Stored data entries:
——————
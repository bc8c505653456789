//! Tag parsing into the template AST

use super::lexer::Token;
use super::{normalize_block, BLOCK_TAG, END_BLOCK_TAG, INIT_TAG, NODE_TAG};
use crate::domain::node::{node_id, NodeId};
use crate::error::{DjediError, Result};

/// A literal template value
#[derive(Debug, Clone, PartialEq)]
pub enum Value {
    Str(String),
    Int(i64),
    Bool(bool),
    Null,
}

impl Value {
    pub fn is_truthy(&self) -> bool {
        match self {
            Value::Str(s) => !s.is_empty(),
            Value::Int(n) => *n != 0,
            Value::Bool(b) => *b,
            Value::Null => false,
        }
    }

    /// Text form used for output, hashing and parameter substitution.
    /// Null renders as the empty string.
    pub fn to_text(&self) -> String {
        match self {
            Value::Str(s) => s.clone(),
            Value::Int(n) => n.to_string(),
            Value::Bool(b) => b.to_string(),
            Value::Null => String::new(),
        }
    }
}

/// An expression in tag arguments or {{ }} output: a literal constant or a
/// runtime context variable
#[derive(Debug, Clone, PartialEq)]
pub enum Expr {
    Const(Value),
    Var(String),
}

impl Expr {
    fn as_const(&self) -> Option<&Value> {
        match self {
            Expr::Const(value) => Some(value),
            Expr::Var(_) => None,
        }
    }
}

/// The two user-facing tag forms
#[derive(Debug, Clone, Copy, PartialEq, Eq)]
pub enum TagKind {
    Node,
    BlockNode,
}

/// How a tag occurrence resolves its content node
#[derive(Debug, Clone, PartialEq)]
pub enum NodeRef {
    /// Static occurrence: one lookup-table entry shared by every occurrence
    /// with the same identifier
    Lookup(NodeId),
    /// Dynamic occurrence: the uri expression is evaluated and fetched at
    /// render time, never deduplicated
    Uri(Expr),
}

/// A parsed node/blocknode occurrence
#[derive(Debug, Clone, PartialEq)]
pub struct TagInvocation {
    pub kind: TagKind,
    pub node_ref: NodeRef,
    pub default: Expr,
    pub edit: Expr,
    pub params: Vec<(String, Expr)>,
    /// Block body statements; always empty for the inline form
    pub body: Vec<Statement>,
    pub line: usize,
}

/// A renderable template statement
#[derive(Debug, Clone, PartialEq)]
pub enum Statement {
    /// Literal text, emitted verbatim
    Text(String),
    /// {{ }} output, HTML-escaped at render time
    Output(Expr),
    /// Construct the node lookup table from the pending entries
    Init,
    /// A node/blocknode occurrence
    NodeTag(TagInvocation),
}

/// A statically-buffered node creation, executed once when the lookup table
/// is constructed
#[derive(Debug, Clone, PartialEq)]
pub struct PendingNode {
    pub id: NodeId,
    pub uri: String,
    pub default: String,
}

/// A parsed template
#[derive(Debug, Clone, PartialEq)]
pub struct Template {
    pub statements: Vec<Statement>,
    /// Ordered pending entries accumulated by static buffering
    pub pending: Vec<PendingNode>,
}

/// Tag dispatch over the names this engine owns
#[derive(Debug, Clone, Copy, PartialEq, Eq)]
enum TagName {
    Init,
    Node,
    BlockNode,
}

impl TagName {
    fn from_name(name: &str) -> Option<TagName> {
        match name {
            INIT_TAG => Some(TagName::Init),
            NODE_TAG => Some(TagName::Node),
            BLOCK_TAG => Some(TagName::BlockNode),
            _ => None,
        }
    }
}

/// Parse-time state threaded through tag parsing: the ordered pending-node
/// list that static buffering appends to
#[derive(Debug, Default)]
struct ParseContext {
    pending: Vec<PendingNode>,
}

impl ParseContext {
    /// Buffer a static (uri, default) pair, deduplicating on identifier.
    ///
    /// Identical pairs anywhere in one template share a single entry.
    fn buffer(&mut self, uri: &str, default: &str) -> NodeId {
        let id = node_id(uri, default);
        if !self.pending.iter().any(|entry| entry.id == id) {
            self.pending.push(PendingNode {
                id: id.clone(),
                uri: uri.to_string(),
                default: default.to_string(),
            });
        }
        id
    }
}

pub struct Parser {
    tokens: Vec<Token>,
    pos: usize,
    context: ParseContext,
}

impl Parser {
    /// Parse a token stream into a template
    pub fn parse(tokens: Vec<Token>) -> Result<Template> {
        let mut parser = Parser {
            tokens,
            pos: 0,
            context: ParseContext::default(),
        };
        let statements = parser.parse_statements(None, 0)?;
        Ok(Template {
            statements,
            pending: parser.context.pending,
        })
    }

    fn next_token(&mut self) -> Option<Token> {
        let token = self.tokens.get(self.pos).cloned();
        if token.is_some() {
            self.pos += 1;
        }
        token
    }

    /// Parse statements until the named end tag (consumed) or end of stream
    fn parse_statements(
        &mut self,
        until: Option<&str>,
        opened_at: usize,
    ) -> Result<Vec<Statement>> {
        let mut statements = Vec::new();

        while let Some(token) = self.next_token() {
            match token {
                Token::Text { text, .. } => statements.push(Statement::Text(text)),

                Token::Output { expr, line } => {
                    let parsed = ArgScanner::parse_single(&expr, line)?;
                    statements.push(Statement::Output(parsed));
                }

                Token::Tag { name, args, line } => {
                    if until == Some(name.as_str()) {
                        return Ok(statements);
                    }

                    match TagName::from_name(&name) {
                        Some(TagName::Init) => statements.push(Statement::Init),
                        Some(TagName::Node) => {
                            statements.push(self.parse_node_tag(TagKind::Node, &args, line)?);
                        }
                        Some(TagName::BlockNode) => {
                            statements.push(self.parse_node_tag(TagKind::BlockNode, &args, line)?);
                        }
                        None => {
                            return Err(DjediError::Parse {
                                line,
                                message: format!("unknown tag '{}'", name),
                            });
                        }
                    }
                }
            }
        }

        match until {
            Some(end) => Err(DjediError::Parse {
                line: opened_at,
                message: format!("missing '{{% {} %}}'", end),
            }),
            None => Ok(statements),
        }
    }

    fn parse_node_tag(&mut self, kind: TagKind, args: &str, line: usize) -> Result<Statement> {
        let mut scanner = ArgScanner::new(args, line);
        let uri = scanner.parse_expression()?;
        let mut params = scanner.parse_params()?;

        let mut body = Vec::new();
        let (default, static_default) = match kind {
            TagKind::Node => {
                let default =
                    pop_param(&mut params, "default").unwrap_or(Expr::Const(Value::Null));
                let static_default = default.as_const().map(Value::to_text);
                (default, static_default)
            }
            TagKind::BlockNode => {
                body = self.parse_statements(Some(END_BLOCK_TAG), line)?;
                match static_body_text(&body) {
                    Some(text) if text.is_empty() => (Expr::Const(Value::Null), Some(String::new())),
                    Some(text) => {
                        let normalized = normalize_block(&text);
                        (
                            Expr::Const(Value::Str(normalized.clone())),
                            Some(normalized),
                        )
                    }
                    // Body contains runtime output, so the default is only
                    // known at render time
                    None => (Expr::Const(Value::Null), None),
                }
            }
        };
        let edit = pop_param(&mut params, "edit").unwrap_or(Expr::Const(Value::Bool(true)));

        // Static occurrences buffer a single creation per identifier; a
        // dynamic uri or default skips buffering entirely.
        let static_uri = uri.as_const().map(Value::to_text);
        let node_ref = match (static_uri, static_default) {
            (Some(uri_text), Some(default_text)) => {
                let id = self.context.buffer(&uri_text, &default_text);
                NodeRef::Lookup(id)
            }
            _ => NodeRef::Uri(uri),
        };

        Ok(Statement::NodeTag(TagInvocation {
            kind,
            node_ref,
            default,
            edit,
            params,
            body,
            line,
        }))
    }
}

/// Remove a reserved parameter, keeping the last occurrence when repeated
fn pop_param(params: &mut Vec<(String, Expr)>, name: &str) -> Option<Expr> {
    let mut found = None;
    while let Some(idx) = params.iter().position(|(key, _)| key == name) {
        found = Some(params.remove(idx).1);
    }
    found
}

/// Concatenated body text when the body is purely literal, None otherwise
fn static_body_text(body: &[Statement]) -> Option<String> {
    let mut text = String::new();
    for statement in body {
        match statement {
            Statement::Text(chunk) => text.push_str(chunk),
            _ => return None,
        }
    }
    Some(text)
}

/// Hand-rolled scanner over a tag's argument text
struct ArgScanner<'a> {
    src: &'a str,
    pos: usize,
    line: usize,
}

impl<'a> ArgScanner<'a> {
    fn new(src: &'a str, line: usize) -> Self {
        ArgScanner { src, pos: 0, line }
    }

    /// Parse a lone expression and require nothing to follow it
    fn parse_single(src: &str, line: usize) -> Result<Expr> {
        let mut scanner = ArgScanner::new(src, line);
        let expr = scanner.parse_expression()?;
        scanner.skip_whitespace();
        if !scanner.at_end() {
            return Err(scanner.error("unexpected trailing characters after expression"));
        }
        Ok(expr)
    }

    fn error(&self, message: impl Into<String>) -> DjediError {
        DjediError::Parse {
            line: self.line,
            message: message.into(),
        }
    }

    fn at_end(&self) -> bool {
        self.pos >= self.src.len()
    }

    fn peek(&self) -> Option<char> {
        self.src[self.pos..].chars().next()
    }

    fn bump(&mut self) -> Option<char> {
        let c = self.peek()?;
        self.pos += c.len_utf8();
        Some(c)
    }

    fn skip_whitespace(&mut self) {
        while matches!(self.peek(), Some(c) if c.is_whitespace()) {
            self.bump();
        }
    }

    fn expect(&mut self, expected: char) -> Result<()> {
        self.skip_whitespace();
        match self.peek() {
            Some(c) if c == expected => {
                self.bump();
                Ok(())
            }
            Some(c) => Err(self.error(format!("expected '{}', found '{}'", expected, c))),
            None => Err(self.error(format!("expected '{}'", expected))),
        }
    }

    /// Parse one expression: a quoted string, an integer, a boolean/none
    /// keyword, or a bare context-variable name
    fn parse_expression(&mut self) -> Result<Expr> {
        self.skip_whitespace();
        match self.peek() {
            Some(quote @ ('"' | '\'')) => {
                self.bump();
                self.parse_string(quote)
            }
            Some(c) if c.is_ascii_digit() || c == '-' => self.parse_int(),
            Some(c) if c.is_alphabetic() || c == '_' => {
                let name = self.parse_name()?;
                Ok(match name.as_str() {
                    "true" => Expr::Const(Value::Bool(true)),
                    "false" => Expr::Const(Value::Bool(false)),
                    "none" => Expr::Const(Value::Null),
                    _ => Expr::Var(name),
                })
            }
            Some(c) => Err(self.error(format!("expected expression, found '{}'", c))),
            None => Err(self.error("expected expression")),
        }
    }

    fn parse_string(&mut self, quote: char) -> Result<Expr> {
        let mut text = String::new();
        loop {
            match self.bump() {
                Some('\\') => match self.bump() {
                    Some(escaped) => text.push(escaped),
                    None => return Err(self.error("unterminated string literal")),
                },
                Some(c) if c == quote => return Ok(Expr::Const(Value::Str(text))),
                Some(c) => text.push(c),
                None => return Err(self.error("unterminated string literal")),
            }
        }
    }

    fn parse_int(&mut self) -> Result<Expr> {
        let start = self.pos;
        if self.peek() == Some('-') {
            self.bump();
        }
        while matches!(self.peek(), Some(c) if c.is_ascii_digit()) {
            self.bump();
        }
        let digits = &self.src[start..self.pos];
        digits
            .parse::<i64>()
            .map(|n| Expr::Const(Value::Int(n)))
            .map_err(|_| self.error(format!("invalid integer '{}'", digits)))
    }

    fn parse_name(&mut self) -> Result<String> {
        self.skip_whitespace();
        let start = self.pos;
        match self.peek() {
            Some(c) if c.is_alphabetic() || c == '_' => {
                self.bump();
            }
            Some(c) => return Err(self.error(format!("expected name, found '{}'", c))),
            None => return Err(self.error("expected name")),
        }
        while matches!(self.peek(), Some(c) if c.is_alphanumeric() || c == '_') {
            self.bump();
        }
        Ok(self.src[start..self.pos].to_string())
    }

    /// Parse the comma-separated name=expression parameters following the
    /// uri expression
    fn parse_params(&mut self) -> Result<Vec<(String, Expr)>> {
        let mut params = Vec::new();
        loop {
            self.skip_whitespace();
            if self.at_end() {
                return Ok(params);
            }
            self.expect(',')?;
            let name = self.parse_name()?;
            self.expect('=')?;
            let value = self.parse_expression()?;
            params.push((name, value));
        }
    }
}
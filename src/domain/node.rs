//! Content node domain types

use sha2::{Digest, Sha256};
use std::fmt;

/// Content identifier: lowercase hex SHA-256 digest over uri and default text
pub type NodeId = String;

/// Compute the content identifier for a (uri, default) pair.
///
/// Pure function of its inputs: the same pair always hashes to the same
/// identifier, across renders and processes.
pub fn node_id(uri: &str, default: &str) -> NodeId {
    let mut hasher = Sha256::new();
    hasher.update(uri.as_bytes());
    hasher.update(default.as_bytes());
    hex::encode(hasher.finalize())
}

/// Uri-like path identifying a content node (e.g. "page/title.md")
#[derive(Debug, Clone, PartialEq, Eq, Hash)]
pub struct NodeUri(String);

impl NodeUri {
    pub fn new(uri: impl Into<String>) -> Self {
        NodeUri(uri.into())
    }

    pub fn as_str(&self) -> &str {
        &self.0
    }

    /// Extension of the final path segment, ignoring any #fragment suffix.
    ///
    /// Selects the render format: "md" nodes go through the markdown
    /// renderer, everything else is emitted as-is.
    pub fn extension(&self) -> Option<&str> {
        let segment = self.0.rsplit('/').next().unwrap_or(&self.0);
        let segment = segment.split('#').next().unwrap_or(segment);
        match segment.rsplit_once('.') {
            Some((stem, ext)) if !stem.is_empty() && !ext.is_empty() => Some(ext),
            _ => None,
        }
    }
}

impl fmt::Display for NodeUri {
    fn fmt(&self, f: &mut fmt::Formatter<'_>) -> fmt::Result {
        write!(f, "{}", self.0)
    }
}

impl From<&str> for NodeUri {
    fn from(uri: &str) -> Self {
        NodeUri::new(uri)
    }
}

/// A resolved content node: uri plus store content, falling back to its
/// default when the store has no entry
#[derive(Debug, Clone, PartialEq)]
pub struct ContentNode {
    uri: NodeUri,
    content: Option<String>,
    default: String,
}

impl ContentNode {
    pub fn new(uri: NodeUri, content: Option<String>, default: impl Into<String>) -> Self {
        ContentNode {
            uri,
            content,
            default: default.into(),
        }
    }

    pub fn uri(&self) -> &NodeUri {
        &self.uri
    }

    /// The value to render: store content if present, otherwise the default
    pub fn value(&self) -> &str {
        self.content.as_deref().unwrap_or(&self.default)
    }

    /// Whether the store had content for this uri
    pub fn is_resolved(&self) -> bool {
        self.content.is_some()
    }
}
——————
> [WORK ITEM] Where the string "domain" appears in a line of the entries above, return that line.

> [RESULT FOR THIS EXERCISE]
use crate::domain::node::{node_id, NodeId};
filename src/domain/node.rs
//! Content node domain types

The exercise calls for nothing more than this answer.